Records excerpted from a collection:
——————————

//! Conversation platform callbacks: `POST /feishu/webhook` feeds the
//! orchestrator, `POST /feishu/events` feeds the automation engine. Both
//! answer the platform's URL-verification handshake before anything else.

use aes::cipher::{BlockDecryptMut, KeyIvInit};
use axum::extract::State;
use axum::http::StatusCode;
use axum::response::{IntoResponse, Response};
use axum::Json;
use chrono::Utc;
use cw_automation::dispatcher::normalize_payload;
use cw_domain::event::EventEnvelope;
use cw_domain::record::Fields;
use cw_orchestrator::SkillContext;
use serde::Deserialize;
use serde_json::{json, Value};
use sha2::{Digest, Sha256};

use crate::api::error::api_error;
use crate::state::AppState;

type Aes256CbcDec = cbc::Decryptor<aes::Aes256>;

#[derive(Debug, Deserialize)]
pub struct ChannelEnvelope {
    #[serde(default)]
    pub challenge: Option<String>,
    #[serde(default)]
    pub token: Option<String>,
    #[serde(default)]
    pub encrypt: Option<String>,
    #[serde(default)]
    pub event: Option<Value>,
    #[serde(default, rename = "type")]
    pub type_: Option<String>,
}

fn decrypt_payload(encrypt_key: &str, encrypted_b64: &str) -> Option<Value> {
    use base64::Engine;
    let raw = base64::engine::general_purpose::STANDARD.decode(encrypted_b64).ok()?;
    if raw.len() < 16 {
        return None;
    }
    let (iv, ciphertext) = raw.split_at(16);
    let key = Sha256::digest(encrypt_key.as_bytes());
    let mut buf = ciphertext.to_vec();
    let decryptor = Aes256CbcDec::new_from_slices(&key, iv).ok()?;
    let plain = decryptor.decrypt_padded_mut::<aes::cipher::block_padding::Pkcs7>(&mut buf).ok()?;
    serde_json::from_slice(plain).ok()
}

/// `POST /feishu/webhook` — the Conversation Channel callback.
pub async fn webhook(State(state): State<AppState>, Json(body): Json<ChannelEnvelope>) -> Response {
    if let Some(challenge) = &body.challenge {
        return Json(json!({ "challenge": challenge })).into_response();
    }

    let Some(expected_token) = &state.config.channel.verification_token else {
        return api_error(StatusCode::FORBIDDEN, "channel is not configured");
    };
    if body.token.as_deref() != Some(expected_token.as_str()) {
        return api_error(StatusCode::UNAUTHORIZED, "token mismatch");
    }

    let event = match (&body.encrypt, &state.config.channel.encrypt_key) {
        (Some(encrypted), Some(key)) => match decrypt_payload(key, encrypted) {
            Some(v) => v,
            None => return api_error(StatusCode::BAD_REQUEST, "failed to decrypt payload"),
        },
        _ => body.event.clone().unwrap_or(Value::Null),
    };

    let message_id = event.pointer("/message/message_id").and_then(|v| v.as_str());
    let event_id = event.get("event_id").and_then(|v| v.as_str());
    if state.channel_dedupe.check_envelope(message_id, event_id) {
        return Json(json!({"status": "duplicate"})).into_response();
    }

    let sender_is_self = event.pointer("/sender/sender_type").and_then(|v| v.as_str()) == Some("bot");
    if sender_is_self {
        return Json(json!({"status": "ignored", "reason": "self message"})).into_response();
    }

    let chat_type = event.pointer("/message/chat_type").and_then(|v| v.as_str());
    let msg_type = event.pointer("/message/message_type").and_then(|v| v.as_str());
    if chat_type != Some("p2p") || msg_type != Some("text") {
        return Json(json!({"status": "ignored", "reason": "not a private text message"})).into_response();
    }

    let open_id = event.pointer("/sender/sender_id/open_id").and_then(|v| v.as_str()).unwrap_or_default().to_string();
    let text = event
        .pointer("/message/content")
        .and_then(|v| v.as_str())
        .and_then(|raw| serde_json::from_str::<Value>(raw).ok())
        .and_then(|content| content.get("text").and_then(|t| t.as_str()).map(str::to_string))
        .unwrap_or_default();

    let (conversation, _is_new) = state.sessions.resolve_or_create(&open_id);
    let now = Utc::now();
    state.sessions.touch(&open_id);

    let default_app_token = state.config.bitable.default_app_token.clone().unwrap_or_default();
    let ctx = SkillContext {
        open_id: open_id.clone(),
        text,
        now,
        bitable: &state.bitable,
        sessions: &state.sessions,
        llm: &state.llm,
        reminders: &state.reminders,
        tables: &state.tables,
        config: &state.config.orchestrator,
        default_app_token,
        state: conversation,
        carry: None,
    };

    let response = state.orchestrator.handle_message(ctx).await;
    Json(json!({"status": "ok", "reply": response})).into_response()
}

/// `POST /feishu/events` — the Automation callback.
pub async fn events(State(state): State<AppState>, Json(body): Json<ChannelEnvelope>) -> Response {
    if let Some(challenge) = &body.challenge {
        return Json(json!({ "challenge": challenge })).into_response();
    }

    let Some(expected_token) = &state.config.channel.verification_token else {
        return api_error(StatusCode::FORBIDDEN, "channel is not configured");
    };
    if body.token.as_deref() != Some(expected_token.as_str()) {
        return api_error(StatusCode::UNAUTHORIZED, "token mismatch");
    }

    let event = body.event.clone().unwrap_or(Value::Null);
    let event_id = event.get("event_id").and_then(|v| v.as_str()).unwrap_or_default().to_string();
    if !state.idempotency.claim_event(&event_id).await {
        return Json(json!({"status": "duplicate"})).into_response();
    }

    let Some((table_id, record_id, event_type)) = normalize_payload(&event) else {
        return Json(json!({"status": "ignored", "reason": "unrecognized event payload"})).into_response();
    };
    let app_token = event.get("app_token").and_then(|v| v.as_str()).unwrap_or_default().to_string();
    let current_fields: Fields = event.get("fields").cloned().and_then(|f| serde_json::from_value(f).ok()).unwrap_or_default();

    let envelope = EventEnvelope { event_id: event_id.clone(), event_type, table_id: table_id.clone(), record_id: record_id.clone(), payload: event.clone(), received_at: Utc::now() };
    tracing::debug!(event_id = %envelope.event_id, "automation callback accepted");

    let cfg = crate::api::automation::executor_config(&state);
    let processor = cw_automation::Processor {
        rules: &state.rules,
        snapshots: &state.snapshots,
        idempotency: &state.idempotency,
        schema_cache: &state.schema_cache,
        bitable: &state.bitable,
        http: &state.http,
        delay_store: &state.delay_store,
        executor_config: &cfg,
        run_log: &state.run_log,
    };
    let mode = cw_automation::ProcessMode::Event { trigger_on_new_record: state.config.automation.trigger_on_new_record_event };
    let row = processor.process(&event_id, &app_token, &table_id, &record_id, event_type, current_fields, mode).await;
    Json(json!({"status": "processed", "result": row.result})).into_response()
}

——————————

Exactly as written, transcribe every line shown above.

● **ANSWER SECTION**:
//! Conversation platform callbacks: `POST /feishu/webhook` feeds the
//! orchestrator, `POST /feishu/events` feeds the automation engine. Both
//! answer the platform's URL-verification handshake before anything else.

use aes::cipher::{BlockDecryptMut, KeyIvInit};
use axum::extract::State;
use axum::http::StatusCode;
use axum::response::{IntoResponse, Response};
use axum::Json;
use chrono::Utc;
use cw_automation::dispatcher::normalize_payload;
use cw_domain::event::EventEnvelope;
use cw_domain::record::Fields;
use cw_orchestrator::SkillContext;
use serde::Deserialize;
use serde_json::{json, Value};
use sha2::{Digest, Sha256};

use crate::api::error::api_error;
use crate::state::AppState;

type Aes256CbcDec = cbc::Decryptor<aes::Aes256>;

#[derive(Debug, Deserialize)]
pub struct ChannelEnvelope {
    #[serde(default)]
    pub challenge: Option<String>,
    #[serde(default)]
    pub token: Option<String>,
    #[serde(default)]
    pub encrypt: Option<String>,
    #[serde(default)]
    pub event: Option<Value>,
    #[serde(default, rename = "type")]
    pub type_: Option<String>,
}

fn decrypt_payload(encrypt_key: &str, encrypted_b64: &str) -> Option<Value> {
    use base64::Engine;
    let raw = base64::engine::general_purpose::STANDARD.decode(encrypted_b64).ok()?;
    if raw.len() < 16 {
        return None;
    }
    let (iv, ciphertext) = raw.split_at(16);
    let key = Sha256::digest(encrypt_key.as_bytes());
    let mut buf = ciphertext.to_vec();
    let decryptor = Aes256CbcDec::new_from_slices(&key, iv).ok()?;
    let plain = decryptor.decrypt_padded_mut::<aes::cipher::block_padding::Pkcs7>(&mut buf).ok()?;
    serde_json::from_slice(plain).ok()
}

/// `POST /feishu/webhook` — the Conversation Channel callback.
pub async fn webhook(State(state): State<AppState>, Json(body): Json<ChannelEnvelope>) -> Response {
    if let Some(challenge) = &body.challenge {
        return Json(json!({ "challenge": challenge })).into_response();
    }

    let Some(expected_token) = &state.config.channel.verification_token else {
        return api_error(StatusCode::FORBIDDEN, "channel is not configured");
    };
    if body.token.as_deref() != Some(expected_token.as_str()) {
        return api_error(StatusCode::UNAUTHORIZED, "token mismatch");
    }

    let event = match (&body.encrypt, &state.config.channel.encrypt_key) {
        (Some(encrypted), Some(key)) => match decrypt_payload(key, encrypted) {
            Some(v) => v,
            None => return api_error(StatusCode::BAD_REQUEST, "failed to decrypt payload"),
        },
        _ => body.event.clone().unwrap_or(Value::Null),
    };

    let message_id = event.pointer("/message/message_id").and_then(|v| v.as_str());
    let event_id = event.get("event_id").and_then(|v| v.as_str());
    if state.channel_dedupe.check_envelope(message_id, event_id) {
        return Json(json!({"status": "duplicate"})).into_response();
    }

    let sender_is_self = event.pointer("/sender/sender_type").and_then(|v| v.as_str()) == Some("bot");
    if sender_is_self {
        return Json(json!({"status": "ignored", "reason": "self message"})).into_response();
    }

    let chat_type = event.pointer("/message/chat_type").and_then(|v| v.as_str());
    let msg_type = event.pointer("/message/message_type").and_then(|v| v.as_str());
    if chat_type != Some("p2p") || msg_type != Some("text") {
        return Json(json!({"status": "ignored", "reason": "not a private text message"})).into_response();
    }

    let open_id = event.pointer("/sender/sender_id/open_id").and_then(|v| v.as_str()).unwrap_or_default().to_string();
    let text = event
        .pointer("/message/content")
        .and_then(|v| v.as_str())
        .and_then(|raw| serde_json::from_str::<Value>(raw).ok())
        .and_then(|content| content.get("text").and_then(|t| t.as_str()).map(str::to_string))
        .unwrap_or_default();

    let (conversation, _is_new) = state.sessions.resolve_or_create(&open_id);
    let now = Utc::now();
    state.sessions.touch(&open_id);

    let default_app_token = state.config.bitable.default_app_token.clone().unwrap_or_default();
    let ctx = SkillContext {
        open_id: open_id.clone(),
        text,
        now,
        bitable: &state.bitable,
        sessions: &state.sessions,
        llm: &state.llm,
        reminders: &state.reminders,
        tables: &state.tables,
        config: &state.config.orchestrator,
        default_app_token,
        state: conversation,
        carry: None,
    };

    let response = state.orchestrator.handle_message(ctx).await;
    Json(json!({"status": "ok", "reply": response})).into_response()
}

/// `POST /feishu/events` — the Automation callback.
pub async fn events(State(state): State<AppState>, Json(body): Json<ChannelEnvelope>) -> Response {
    if let Some(challenge) = &body.challenge {
        return Json(json!({ "challenge": challenge })).into_response();
    }

    let Some(expected_token) = &state.config.channel.verification_token else {
        return api_error(StatusCode::FORBIDDEN, "channel is not configured");
    };
    if body.token.as_deref() != Some(expected_token.as_str()) {
        return api_error(StatusCode::UNAUTHORIZED, "token mismatch");
    }

    let event = body.event.clone().unwrap_or(Value::Null);
    let event_id = event.get("event_id").and_then(|v| v.as_str()).unwrap_or_default().to_string();
    if !state.idempotency.claim_event(&event_id).await {
        return Json(json!({"status": "duplicate"})).into_response();
    }

    let Some((table_id, record_id, event_type)) = normalize_payload(&event) else {
        return Json(json!({"status": "ignored", "reason": "unrecognized event payload"})).into_response();
    };
    let app_token = event.get("app_token").and_then(|v| v.as_str()).unwrap_or_default().to_string();
    let current_fields: Fields = event.get("fields").cloned().and_then(|f| serde_json::from_value(f).ok()).unwrap_or_default();

    let envelope = EventEnvelope { event_id: event_id.clone(), event_type, table_id: table_id.clone(), record_id: record_id.clone(), payload: event.clone(), received_at: Utc::now() };
    tracing::debug!(event_id = %envelope.event_id, "automation callback accepted");

    let cfg = crate::api::automation::executor_config(&state);
    let processor = cw_automation::Processor {
        rules: &state.rules,
        snapshots: &state.snapshots,
        idempotency: &state.idempotency,
        schema_cache: &state.schema_cache,
        bitable: &state.bitable,
        http: &state.http,
        delay_store: &state.delay_store,
        executor_config: &cfg,
        run_log: &state.run_log,
    };
    let mode = cw_automation::ProcessMode::Event { trigger_on_new_record: state.config.automation.trigger_on_new_record_event };
    let row = processor.process(&event_id, &app_token, &table_id, &record_id, event_type, current_fields, mode).await;
    Json(json!({"status": "processed", "result": row.result})).into_response()
}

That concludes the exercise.